Sí, yo jugaba a la teja de pequeño: era uno de los pocos juegos que se pueden hacer en soledad; aún así, no era raro que me interrumpiesen a pedradas los otros, los del fútbol, la lima, las canicas... Otras veces intentaba integrarme y me iba con ellos a jugar con la bici, o nos liábamos a pedradas unos con otros, o con otros chicos. Justo cuando yo me entusiasmaba y bajaba las calles a toda leche en contramano esquivando coches, y compraba petardos y hacía artefactos con excrementos de perro que hacía explotar en la iglesia, y pretendía hacer un grupo terrorista infantil-petardero, me daban de lado. Pasaban de mirarme como a un pseudo-mariquita a verme como un psicópata temprano, pero había algo bueno en eso: ya no me molestaban cuando jugaba a la teja. Más tarde encontré otros divertimentos solitarios, como llamar la atención de las niñas más guapas arrojándoles globos de agua. Correr al final era siempre el nexo común de todos mis juegos. Infancia.

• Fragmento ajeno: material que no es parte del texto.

impl VectorStore {
    /// Open (or create) the store under `<base_dir>/vectors`.
    ///
    /// A new table is created with `ollama.embedding_dimension`; an existing
    /// table keeps the dimension recorded in its schema.
    #[inline]
    pub async fn new(config: &Config) -> Result<Self, RagError> {
        let db_path = config.vector_database_path();
        debug!("Initializing LanceDB at path: {:?}", db_path);

        if let Some(parent) = db_path.parent() {
            std::fs::create_dir_all(parent).map_err(|e| {
                RagError::Database(format!("Failed to create vector database directory: {}", e))
            })?;
        }

        let uri = format!("file://{}", db_path.display());

        let connection = match lancedb::connect(&uri).execute().await {
            Ok(conn) => conn,
            Err(e) => {
                error!("Failed to connect to LanceDB: {}", e);

                if looks_corrupted(&e.to_string()) {
                    warn!("Database corruption detected, attempting recovery");
                    Self::attempt_corruption_recovery(&db_path)?;

                    lancedb::connect(&uri).execute().await.map_err(|e| {
                        RagError::Database(format!(
                            "Failed to connect to LanceDB after recovery: {}",
                            e
                        ))
                    })?
                } else {
                    return Err(RagError::Database(format!(
                        "Failed to connect to LanceDB: {}",
                        e
                    )));
                }
            }
        };

        let mut store = Self {
            connection,
            table_name: TABLE_NAME.to_string(),
            vector_dimension: config.ollama.embedding_dimension as usize,
        };

        store.initialize_table_with_recovery().await?;

        info!(
            "Vector store initialized successfully ({} dimensions)",
            store.vector_dimension
        );
        Ok(store)
    }

    /// Dimension of the vectors this table accepts
    #[inline]
    pub fn vector_dimension(&self) -> usize {
        self.vector_dimension
    }

    async fn initialize_table(&mut self) -> Result<(), RagError> {
        let table_names = self
            .connection
            .table_names()
            .execute()
            .await
            .map_err(|e| RagError::Database(format!("Failed to list tables: {}", e)))?;

        if table_names.contains(&self.table_name) {
            debug!("Chunks table already exists, detecting vector dimension");
            let existing = self.detect_existing_vector_dimension().await?;
            if existing != self.vector_dimension {
                warn!(
                    "Existing table stores {}-dimensional vectors but {} are configured; \
                     appends with the configured model will be rejected",
                    existing, self.vector_dimension
                );
            }
            self.vector_dimension = existing;
            return Ok(());
        }

        let schema = create_schema(self.vector_dimension);
        self.connection
            .create_empty_table(&self.table_name, schema)
            .execute()
            .await
            .map_err(|e| RagError::Database(format!("Failed to create table: {}", e)))?;

        info!(
            "Chunks table created with {} dimensions",
            self.vector_dimension
        );
        Ok(())
    }

    async fn detect_existing_vector_dimension(&self) -> Result<usize, RagError> {
        let table = self.open_table().await?;

        let schema = table
            .schema()
            .await
            .map_err(|e| RagError::Database(format!("Failed to get table schema: {}", e)))?;

        schema
            .fields()
            .iter()
            .find(|field| field.name() == "vector")
            .and_then(|field| match field.data_type() {
                DataType::FixedSizeList(_, size) => usize::try_from(*size).ok(),
                _ => None,
            })
            .ok_or_else(|| {
                RagError::Database("Could not find vector column or determine dimension".to_string())
            })
    }

    async fn open_table(&self) -> Result<Table, RagError> {
        self.connection
            .open_table(&self.table_name)
            .execute()
            .await
            .map_err(|e| RagError::Database(format!("Failed to open table: {}", e)))
    }

    /// Append records to the table. Every vector must match the table dimension.
    #[inline]
    pub async fn add_records(&self, records: Vec<ChunkRecord>) -> Result<(), RagError> {
        if records.is_empty() {
            debug!("No records to store");
            return Ok(());
        }

        if let Some(bad) = records
            .iter()
            .find(|r| r.vector.len() != self.vector_dimension)
        {
            return Err(RagError::Database(format!(
                "Vector dimension mismatch: table stores {} dimensions, got {}",
                self.vector_dimension,
                bad.vector.len()
            )));
        }

        debug!("Storing batch of {} records", records.len());

        let record_batch = self.create_record_batch(&records)?;
        let table = self.open_table().await?;

        let schema = record_batch.schema();
        let reader = RecordBatchIterator::new(std::iter::once(Ok(record_batch)), schema);
        table
            .add(reader)
            .execute()
            .await
            .map_err(|e| RagError::Database(format!("Failed to insert chunks: {}", e)))?;

        info!("Successfully stored {} chunks", records.len());
        Ok(())
    }

    fn create_record_batch(&self, records: &[ChunkRecord]) -> Result<RecordBatch, RagError> {
        let len = records.len();
        let vector_dim = self.vector_dimension;

        let mut ids = Vec::with_capacity(len);
        let mut flat_values = Vec::with_capacity(len * vector_dim);
        let mut contents = Vec::with_capacity(len);
        let mut sources = Vec::with_capacity(len);
        let mut pages = Vec::with_capacity(len);
        let mut chunk_indices = Vec::with_capacity(len);
        let mut created_ats = Vec::with_capacity(len);

        for record in records {
            ids.push(record.id.as_str());
            flat_values.extend_from_slice(&record.vector);
            contents.push(record.metadata.content.as_str());
            sources.push(record.metadata.source.as_str());
            pages.push(record.metadata.page);
            chunk_indices.push(record.metadata.chunk_index);
            created_ats.push(record.metadata.created_at.as_str());
        }

        let dimension = i32::try_from(vector_dim)
            .map_err(|_| RagError::Database(format!("Vector dimension too large: {}", vector_dim)))?;
        let field = Arc::new(Field::new("item", DataType::Float32, false));
        let vector_array = FixedSizeListArray::try_new(
            field,
            dimension,
            Arc::new(Float32Array::from(flat_values)),
            None,
        )
        .map_err(|e| RagError::Database(format!("Failed to create vector array: {}", e)))?;

        let arrays: Vec<Arc<dyn Array>> = vec![
            Arc::new(StringArray::from(ids)),
            Arc::new(vector_array),
            Arc::new(StringArray::from(contents)),
            Arc::new(StringArray::from(sources)),
            Arc::new(UInt32Array::from(pages)),
            Arc::new(UInt32Array::from(chunk_indices)),
            Arc::new(StringArray::from(created_ats)),
        ];

        RecordBatch::try_new(create_schema(vector_dim), arrays)
            .map_err(|e| RagError::Database(format!("Failed to create record batch: {}", e)))
    }

    /// Find the `limit` chunks nearest to `query_vector`, most similar first
    #[inline]
    pub async fn search_similar(
        &self,
        query_vector: &[f32],
        limit: usize,
    ) -> Result<Vec<SearchResult>, RagError> {
        debug!("Searching for similar vectors with limit: {}", limit);

        if limit == 0 || self.count_chunks().await? == 0 {
            debug!("Nothing to search");
            return Ok(Vec::new());
        }

        let table = self.open_table().await?;
        let results = table
            .vector_search(query_vector)
            .map_err(|e| RagError::Database(format!("Failed to create vector search: {}", e)))?
            .column("vector")
            .limit(limit)
            .execute()
            .await
            .map_err(|e| RagError::Database(format!("Failed to execute search: {}", e)))?;

        let mut search_results = parse_search_results_stream(results).await?;
        search_results.sort_by(|a, b| a.distance.total_cmp(&b.distance));
        Ok(search_results)
    }

    /// Get the total number of chunks stored
    #[inline]
    pub async fn count_chunks(&self) -> Result<u64, RagError> {
        let table = self.open_table().await?;

        let count = table
            .count_rows(None)
            .await
            .map_err(|e| RagError::Database(format!("Failed to count rows: {}", e)))?;

        Ok(count as u64)
    }

    /// Compact data files and prune old versions
    #[inline]
    pub async fn optimize(&self) -> Result<(), RagError> {
        debug!("Optimizing vector database");

        let table = self.open_table().await?;
        table
            .optimize(lancedb::table::OptimizeAction::All)
            .await
            .map_err(|e| RagError::Database(format!("Failed to optimize table: {}", e)))?;

        info!("Vector database optimization completed");
        Ok(())
    }

    /// Check that the chunks table exists and can be read.
    /// Returns `Ok(false)` rather than an error when it cannot.
    #[inline]
    pub async fn validate_integrity(&self) -> Result<bool, RagError> {
        debug!("Validating database integrity");

        let table_names = match self.connection.table_names().execute().await {
            Ok(names) => names,
            Err(e) => {
                error!("Failed to list tables during integrity check: {}", e);
                return Ok(false);
            }
        };

        if !table_names.contains(&self.table_name) {
            warn!("Chunks table missing during integrity check");
            return Ok(false);
        }

        match self.connection.open_table(&self.table_name).execute().await {
            Ok(table) => match table.count_rows(None).await {
                Ok(count) => {
                    debug!("Database integrity check passed, {} rows found", count);
                    Ok(true)
                }
                Err(e) => {
                    error!("Failed to count rows during integrity check: {}", e);
                    Ok(false)
                }
            },
            Err(e) => {
                error!("Failed to open table during integrity check: {}", e);
                Ok(false)
            }
        }
    }

    /// Move an unreadable database aside so a fresh one can be created
    fn attempt_corruption_recovery(db_path: &Path) -> Result<(), RagError> {
        warn!("Attempting database corruption recovery at {:?}", db_path);

        if db_path.exists() {
            let backup_path = db_path.with_extension("corrupted_backup");
            if let Err(e) = std::fs::rename(db_path, &backup_path) {
                error!("Failed to backup corrupted database: {}", e);
            } else {
                info!("Corrupted database backed up to {:?}", backup_path);
            }
        }

        if db_path.exists() {
            std::fs::remove_dir_all(db_path).map_err(|e| {
                RagError::Database(format!("Failed to remove corrupted database: {}", e))
            })?;
        }

        info!("Database corruption recovery completed");
        Ok(())
    }

    async fn initialize_table_with_recovery(&mut self) -> Result<(), RagError> {
        match self.initialize_table().await {
            Ok(()) => Ok(()),
            Err(e) if looks_corrupted(&e.to_string()) => {
                warn!("Table corruption detected during initialization: {}", e);

                if let Err(drop_err) = self.drop_table_if_exists().await {
                    warn!("Failed to drop corrupted table: {}", drop_err);
                }

                self.initialize_table().await.map_err(|e| {
                    RagError::Database(format!("Failed to recreate table after corruption: {}", e))
                })
            }
            Err(e) => Err(e),
        }
    }

    async fn drop_table_if_exists(&self) -> Result<(), RagError> {
        let table_names =
            self.connection.table_names().execute().await.map_err(|e| {
                RagError::Database(format!("Failed to list tables for drop: {}", e))
            })?;

        if table_names.contains(&self.table_name) {
            info!("Dropping corrupted chunks table");
            self.connection
                .drop_table(&self.table_name)
                .await
                .map_err(|e| RagError::Database(format!("Failed to drop table: {}", e)))?;
        }

        Ok(())
    }
}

A veces pasaba con mis padres por la calle Sierpes e intentaba que nos paráramos en Damas, donde siempre había guitarras en el escaparate, sin conseguirlo. Me encantaba mirarlas, brillantes, preciosas, suaves, llamativas... alejándose de mí. En la feria a veces había podido observar las orquestas; ya entonces me llamaba la atención el contraste de la atractiva belleza de esos instrumentos con el excremencial uso que de ellos se hacía; ya entonces me juré que nunca sometería a tan bello objeto a semejante humillación. Me daba rabia. Ellos, que sabían tocar y tenían esos instrumentos; ellos, que tenían ese poder en sus manos, hacían mierda en lugar de música. Claro que para mí era algo que formaba parte del todo. Tenía claro que el mundo estaba gobernado por imbéciles que parecían disfrutar jodiendo las mejores expectativas; estaba seguro de que era posible que esos cacharros sonaran como suenan en los buenos discos; que yo sí que lo haría, sería capaz. No sabía cómo. Pero era así, estaba seguro a pesar de mis continuas decepciones con respecto a la vida (particularmente, empecé a ser un escéptico cuando comprobé, tras varias hostias, que con las zapatillas “paredes” no se pueden subir las paredes, al contrario de lo que mostraba el anuncio de la tele, donde se veía claramente a una familia paseando por el costado de un rascacielos- mi madre no me dejó ver Superman cuando se estrenó en el cine).
Ahora veo mi guitarra, la sostengo, y os juro que dan ganas de darle un lametón; pero eso lo he recuperado hace relativamente poco...
Sin embargo, está algo sucia y no la he limpiado. Pero suena a rock cuando brama, eso sí.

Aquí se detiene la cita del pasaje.